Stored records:
◇ ◇ ◇ ◇

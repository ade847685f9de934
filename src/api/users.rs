//! Account endpoints: registration (public) and the current user.

use axum::{extract::State, http::StatusCode, Extension, Json};
use std::sync::Arc;

use super::auth::AuthUser;
use super::error::{field_error, hours_message, internal, not_found, ApiError};
use super::routes::AppState;
use super::types::UserResponse;
use crate::hours::{Hours, HoursInput};
use crate::password::hash_password;
use crate::store::users::{NewUser, UserPatch};
use crate::store::StoreError;

/// Default study limit for new accounts: six hours per day.
const DEFAULT_DAILY_LIMIT: Hours = Hours::from_hundredths(600);

const MIN_DAILY_LIMIT: Hours = Hours::from_hundredths(50);
const MAX_DAILY_LIMIT: Hours = Hours::from_hundredths(2400);

#[derive(Debug, serde::Deserialize)]
pub struct RegisterRequest {
    pub email: Option<String>,
    pub name: Option<String>,
    pub password: Option<String>,
    pub daily_hours_limit: Option<HoursInput>,
}

#[derive(Debug, serde::Deserialize)]
pub struct UpdateMeRequest {
    pub email: Option<String>,
    pub name: Option<String>,
    pub password: Option<String>,
    pub daily_hours_limit: Option<HoursInput>,
}

// ─────────────────────────────────────────────────────────────────────────────
// Validation
// ─────────────────────────────────────────────────────────────────────────────

/// Normalize and validate an email: trimmed, lowercased, minimally
/// well-formed.
fn validate_email(raw: Option<&str>) -> Result<String, ApiError> {
    let email = raw.unwrap_or("").trim().to_lowercase();
    if email.is_empty() {
        return Err(field_error("email", "El correo electrónico es obligatorio."));
    }
    let well_formed = match email.split_once('@') {
        Some((local, domain)) => {
            !local.is_empty() && domain.contains('.') && !domain.starts_with('.')
        }
        None => false,
    };
    if !well_formed || email.contains(char::is_whitespace) {
        return Err(field_error(
            "email",
            "Introduzca una dirección de correo electrónico válida.",
        ));
    }
    Ok(email)
}

fn validate_name(raw: Option<&str>) -> Result<String, ApiError> {
    let name = raw.unwrap_or("").trim();
    if name.is_empty() {
        return Err(field_error("name", "El nombre es obligatorio."));
    }
    let length = name.chars().count();
    if length < 2 {
        return Err(field_error(
            "name",
            "El nombre debe tener al menos 2 caracteres.",
        ));
    }
    if length > 150 {
        return Err(field_error(
            "name",
            "El nombre no puede exceder 150 caracteres.",
        ));
    }
    Ok(name.to_string())
}

fn validate_password(raw: &str) -> Result<&str, ApiError> {
    if raw.chars().count() < 8 {
        return Err(field_error(
            "password",
            "La contraseña debe tener al menos 8 caracteres.",
        ));
    }
    Ok(raw)
}

fn validate_daily_limit(input: &HoursInput) -> Result<Hours, ApiError> {
    let hours = input
        .parse()
        .map_err(|e| field_error("daily_hours_limit", hours_message(e)))?;
    if hours < MIN_DAILY_LIMIT {
        return Err(field_error(
            "daily_hours_limit",
            "El límite de horas diarias no puede ser menor a 0.5 horas.",
        ));
    }
    if hours > MAX_DAILY_LIMIT {
        return Err(field_error(
            "daily_hours_limit",
            "El límite de horas diarias no puede ser mayor a 24.0 horas.",
        ));
    }
    Ok(hours)
}

fn map_duplicate_email(err: StoreError) -> ApiError {
    match err {
        StoreError::DuplicateEmail => field_error(
            "email",
            "Ya existe un usuario con este correo electrónico.",
        ),
        other => internal(other),
    }
}

// ─────────────────────────────────────────────────────────────────────────────
// Handlers
// ─────────────────────────────────────────────────────────────────────────────

/// POST /api/auth/users - Register a new account (public).
pub async fn register(
    State(state): State<Arc<AppState>>,
    Json(req): Json<RegisterRequest>,
) -> Result<(StatusCode, Json<UserResponse>), ApiError> {
    let email = validate_email(req.email.as_deref())?;
    let name = validate_name(req.name.as_deref())?;

    let password = match req.password.as_deref() {
        Some(p) if !p.is_empty() => validate_password(p)?,
        _ => {
            return Err(field_error(
                "password",
                "La contraseña es obligatoria al crear un usuario.",
            ))
        }
    };

    let daily_hours_limit = match &req.daily_hours_limit {
        Some(input) => validate_daily_limit(input)?,
        None => DEFAULT_DAILY_LIMIT,
    };

    let user = state
        .store
        .create_user(NewUser {
            email,
            name,
            password_hash: hash_password(password),
            daily_hours_limit,
        })
        .await
        .map_err(map_duplicate_email)?;

    tracing::info!("Registered user {}", user.email);

    Ok((StatusCode::CREATED, Json(user.into())))
}

/// GET /api/auth/users/me - The authenticated account.
pub async fn me(
    State(state): State<Arc<AppState>>,
    Extension(user): Extension<AuthUser>,
) -> Result<Json<UserResponse>, ApiError> {
    state
        .store
        .user_by_id(user.id)
        .await
        .map_err(internal)?
        .map(|u| Json(u.into()))
        .ok_or_else(not_found)
}

/// PATCH /api/auth/users/me - Update the authenticated account.
/// Omitted fields are left unchanged; the password is re-hashed when
/// sent.
pub async fn update_me(
    State(state): State<Arc<AppState>>,
    Extension(user): Extension<AuthUser>,
    Json(req): Json<UpdateMeRequest>,
) -> Result<Json<UserResponse>, ApiError> {
    let mut patch = UserPatch::default();

    if req.email.is_some() {
        patch.email = Some(validate_email(req.email.as_deref())?);
    }
    if req.name.is_some() {
        patch.name = Some(validate_name(req.name.as_deref())?);
    }
    if let Some(password) = req.password.as_deref() {
        if !password.is_empty() {
            patch.password_hash = Some(hash_password(validate_password(password)?));
        }
    }
    if let Some(input) = &req.daily_hours_limit {
        patch.daily_hours_limit = Some(validate_daily_limit(input)?);
    }

    state
        .store
        .update_user(user.id, patch)
        .await
        .map_err(map_duplicate_email)?
        .map(|u| Json(u.into()))
        .ok_or_else(not_found)
}

#[cfg(test)]
mod tests {
    use super::*;

    #[test]
    fn test_email_is_normalized() {
        assert_eq!(
            validate_email(Some("  Ana@Example.COM ")).unwrap(),
            "ana@example.com"
        );
    }

    #[test]
    fn test_email_required_and_well_formed() {
        let (status, _) = validate_email(None).unwrap_err();
        assert_eq!(status, StatusCode::BAD_REQUEST);
        assert!(validate_email(Some("   ")).is_err());
        assert!(validate_email(Some("no-arroba")).is_err());
        assert!(validate_email(Some("a@b")).is_err());
        assert!(validate_email(Some("a b@example.com")).is_err());
        assert!(validate_email(Some("ana@example.com")).is_ok());
    }

    #[test]
    fn test_name_length_bounds() {
        assert!(validate_name(None).is_err());
        assert!(validate_name(Some("A")).is_err());
        assert_eq!(validate_name(Some("  Ana  ")).unwrap(), "Ana");
        let long = "x".repeat(151);
        assert!(validate_name(Some(&long)).is_err());
        let max = "x".repeat(150);
        assert!(validate_name(Some(&max)).is_ok());
    }

    #[test]
    fn test_password_minimum_length() {
        assert!(validate_password("corta").is_err());
        assert!(validate_password("suficiente").is_ok());
    }

    #[test]
    fn test_daily_limit_range() {
        let low = HoursInput::Text("0.49".to_string());
        let (_, body) = validate_daily_limit(&low).unwrap_err();
        assert_eq!(
            body.0["daily_hours_limit"][0],
            "El límite de horas diarias no puede ser menor a 0.5 horas."
        );

        let high = HoursInput::Text("24.01".to_string());
        let (_, body) = validate_daily_limit(&high).unwrap_err();
        assert_eq!(
            body.0["daily_hours_limit"][0],
            "El límite de horas diarias no puede ser mayor a 24.0 horas."
        );

        let ok = HoursInput::Text("6.00".to_string());
        assert_eq!(validate_daily_limit(&ok).unwrap(), Hours::from_hundredths(600));

        let number = HoursInput::Number(serde_json::Number::from_f64(8.5).unwrap());
        assert_eq!(validate_daily_limit(&number).unwrap(), Hours::from_hundredths(850));
    }

    #[test]
    fn test_daily_limit_rejects_extra_decimals() {
        let input = HoursInput::Text("6.125".to_string());
        let (_, body) = validate_daily_limit(&input).unwrap_err();
        assert_eq!(
            body.0["daily_hours_limit"][0],
            "No puede haber más de 2 decimales."
        );
    }
}
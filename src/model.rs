//! Domain entities shared by the store, the API handlers and the
//! today view.

use chrono::{DateTime, NaiveDate, Utc};
use serde::{Deserialize, Serialize};
use uuid::Uuid;

use crate::hours::Hours;

/// Lifecycle state of a subtask.
#[derive(Debug, Clone, Copy, PartialEq, Eq, Serialize, Deserialize)]
#[serde(rename_all = "SCREAMING_SNAKE_CASE")]
pub enum SubtaskStatus {
    Pending,
    Done,
    Waiting,
    Postponed,
}

impl SubtaskStatus {
    pub fn as_str(self) -> &'static str {
        match self {
            SubtaskStatus::Pending => "PENDING",
            SubtaskStatus::Done => "DONE",
            SubtaskStatus::Waiting => "WAITING",
            SubtaskStatus::Postponed => "POSTPONED",
        }
    }

    pub fn parse(s: &str) -> Option<SubtaskStatus> {
        match s {
            "PENDING" => Some(SubtaskStatus::Pending),
            "DONE" => Some(SubtaskStatus::Done),
            "WAITING" => Some(SubtaskStatus::Waiting),
            "POSTPONED" => Some(SubtaskStatus::Postponed),
            _ => None,
        }
    }
}

/// Kind of academic activity.
#[derive(Debug, Clone, Copy, PartialEq, Eq, Serialize, Deserialize)]
#[serde(rename_all = "SCREAMING_SNAKE_CASE")]
pub enum ActivityType {
    Exam,
    Quiz,
    Workshop,
    Project,
    Other,
}

impl ActivityType {
    pub fn as_str(self) -> &'static str {
        match self {
            ActivityType::Exam => "EXAM",
            ActivityType::Quiz => "QUIZ",
            ActivityType::Workshop => "WORKSHOP",
            ActivityType::Project => "PROJECT",
            ActivityType::Other => "OTHER",
        }
    }

    pub fn parse(s: &str) -> Option<ActivityType> {
        match s {
            "EXAM" => Some(ActivityType::Exam),
            "QUIZ" => Some(ActivityType::Quiz),
            "WORKSHOP" => Some(ActivityType::Workshop),
            "PROJECT" => Some(ActivityType::Project),
            "OTHER" => Some(ActivityType::Other),
            _ => None,
        }
    }
}

impl Default for ActivityType {
    fn default() -> Self {
        ActivityType::Other
    }
}

/// A registered account. `password_hash` never leaves the store/auth
/// layers; API responses are shaped separately.
#[derive(Debug, Clone, PartialEq)]
pub struct User {
    pub id: Uuid,
    pub email: String,
    pub name: String,
    pub password_hash: String,
    pub daily_hours_limit: Hours,
    pub is_active: bool,
    pub date_joined: DateTime<Utc>,
}

#[derive(Debug, Clone, PartialEq)]
pub struct Course {
    pub id: Uuid,
    pub user_id: Uuid,
    pub name: String,
}

#[derive(Debug, Clone, PartialEq)]
pub struct Activity {
    pub id: Uuid,
    pub user_id: Uuid,
    pub title: String,
    pub description: Option<String>,
    pub course_id: Option<Uuid>,
    pub activity_type: ActivityType,
    pub created_at: DateTime<Utc>,
    pub event_datetime: Option<DateTime<Utc>>,
    pub deadline: Option<NaiveDate>,
}

#[derive(Debug, Clone, PartialEq)]
pub struct Subtask {
    pub id: Uuid,
    pub user_id: Uuid,
    pub activity_id: Uuid,
    pub title: String,
    pub status: SubtaskStatus,
    pub estimated_hours: Hours,
    pub target_date: Option<NaiveDate>,
    pub order: i64,
    pub is_conflicted: bool,
    pub execution_note: Option<String>,
}

/// Audit entry for a subtask target-date change.
#[derive(Debug, Clone, PartialEq)]
pub struct ReprogrammingLog {
    pub id: Uuid,
    pub subtask_id: Uuid,
    pub previous_date: NaiveDate,
    pub new_date: NaiveDate,
    pub reason: String,
    pub created_at: DateTime<Utc>,
}

/// An activity with its course resolved, as every activity response
/// nests the course.
#[derive(Debug, Clone, PartialEq)]
pub struct ActivityDetail {
    pub activity: Activity,
    pub course: Option<Course>,
}

/// A subtask joined with its activity and that activity's course.
/// This is the row shape the today view works over.
#[derive(Debug, Clone, PartialEq)]
pub struct SubtaskDetail {
    pub subtask: Subtask,
    pub activity: Activity,
    pub course: Option<Course>,
}

/// A reprogramming-log entry with its subtask resolved.
#[derive(Debug, Clone, PartialEq)]
pub struct ReprogrammingLogDetail {
    pub log: ReprogrammingLog,
    pub subtask: SubtaskDetail,
}

#[cfg(test)]
mod tests {
    use super::*;

    #[test]
    fn test_status_round_trip() {
        for status in [
            SubtaskStatus::Pending,
            SubtaskStatus::Done,
            SubtaskStatus::Waiting,
            SubtaskStatus::Postponed,
        ] {
            assert_eq!(SubtaskStatus::parse(status.as_str()), Some(status));
        }
        assert_eq!(SubtaskStatus::parse("pending"), None);
        assert_eq!(SubtaskStatus::parse(""), None);
    }

    #[test]
    fn test_activity_type_round_trip() {
        for kind in [
            ActivityType::Exam,
            ActivityType::Quiz,
            ActivityType::Workshop,
            ActivityType::Project,
            ActivityType::Other,
        ] {
            assert_eq!(ActivityType::parse(kind.as_str()), Some(kind));
        }
        assert_eq!(ActivityType::parse("LAB"), None);
        assert_eq!(ActivityType::default(), ActivityType::Other);
    }

    #[test]
    fn test_status_serializes_as_wire_value() {
        let json = serde_json::to_string(&SubtaskStatus::Pending).unwrap();
        assert_eq!(json, "\"PENDING\"");
        let parsed: SubtaskStatus = serde_json::from_str("\"POSTPONED\"").unwrap();
        assert_eq!(parsed, SubtaskStatus::Postponed);
    }
}
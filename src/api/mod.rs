//! HTTP API for the planner.
//!
//! ## Endpoints
//!
//! - `GET /api/health` - Health check
//! - `POST /api/auth/token` - Email/password login, returns a token pair
//! - `POST /api/auth/token/refresh` - Trade a refresh token for an access token
//! - `POST /api/auth/users` - Register a user
//! - `GET|PUT|PATCH /api/auth/users/me` - Own profile
//! - `/api/course` - Course CRUD
//! - `/api/activity` - Activity CRUD, plus nested `/{id}/subtasks`
//! - `/api/subtask` - Subtask CRUD, plus `GET /api/subtask/today`
//! - `/api/reprogramming_log` - Subtask date-change log
//!
//! Everything except health, login, refresh, and register requires a
//! bearer access token. In dev mode, requests without a valid token
//! act as the guest user instead of being rejected.

mod activities;
mod auth;
mod courses;
mod error;
mod reprogramming;
mod routes;
mod subtasks;
mod today;
pub mod types;
mod users;

pub use routes::serve;
pub use types::*;
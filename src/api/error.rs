//! Error-response helpers shared by the handlers.
//!
//! Three body shapes, matching the frontend contract:
//! - validation failures: 400 `{"<field>": ["<message>"]}`
//! - today-view filter failures: 400 `{"error": "<message>"}`
//! - auth / missing-resource failures: 401/404 `{"detail": "<message>"}`

use axum::http::StatusCode;
use axum::Json;
use serde_json::{json, Value};

use crate::hours::HoursError;

/// Handler error type: status code plus JSON body (the tuple form
/// axum turns into a response).
pub type ApiError = (StatusCode, Json<Value>);

/// Message for a required field that was not sent.
pub const REQUIRED: &str = "Este campo es requerido.";

/// 400 with a single-field error map.
pub fn field_error(field: &str, message: &str) -> ApiError {
    (StatusCode::BAD_REQUEST, Json(json!({ field: [message] })))
}

/// 400 with a bare `error` body (today-view filters).
pub fn query_error(message: &str) -> ApiError {
    (StatusCode::BAD_REQUEST, Json(json!({ "error": message })))
}

/// 404 with the generic detail.
pub fn not_found() -> ApiError {
    not_found_detail("No encontrado.")
}

/// 404 with a specific detail message.
pub fn not_found_detail(detail: &str) -> ApiError {
    (StatusCode::NOT_FOUND, Json(json!({ "detail": detail })))
}

/// 401 with a detail message.
pub fn unauthorized(detail: &str) -> ApiError {
    (StatusCode::UNAUTHORIZED, Json(json!({ "detail": detail })))
}

/// 500 with an opaque detail; the underlying error goes to the log.
pub fn internal<E: std::fmt::Display>(err: E) -> ApiError {
    tracing::error!("request failed: {}", err);
    (
        StatusCode::INTERNAL_SERVER_ERROR,
        Json(json!({ "detail": "Error interno del servidor." })),
    )
}

/// Field message for a rejected decimal-hours value.
pub fn hours_message(err: HoursError) -> &'static str {
    match err {
        HoursError::Invalid => "Se requiere un número válido.",
        HoursError::TooManyDecimals => "No puede haber más de 2 decimales.",
        HoursError::TooManyDigits => "No puede haber más de 4 dígitos en total.",
    }
}

/// Field message for a referenced id the caller does not own.
pub fn invalid_pk_message(id: uuid::Uuid) -> String {
    format!("Clave primaria \"{}\" inválida - objeto no existe.", id)
}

◇ ◇ ◇ ◇

EXERCISE REQUIREMENTS:
Please find how many lines of the entries above include the string "high", giving the number and nothing else.

RESPONSE AREA:
2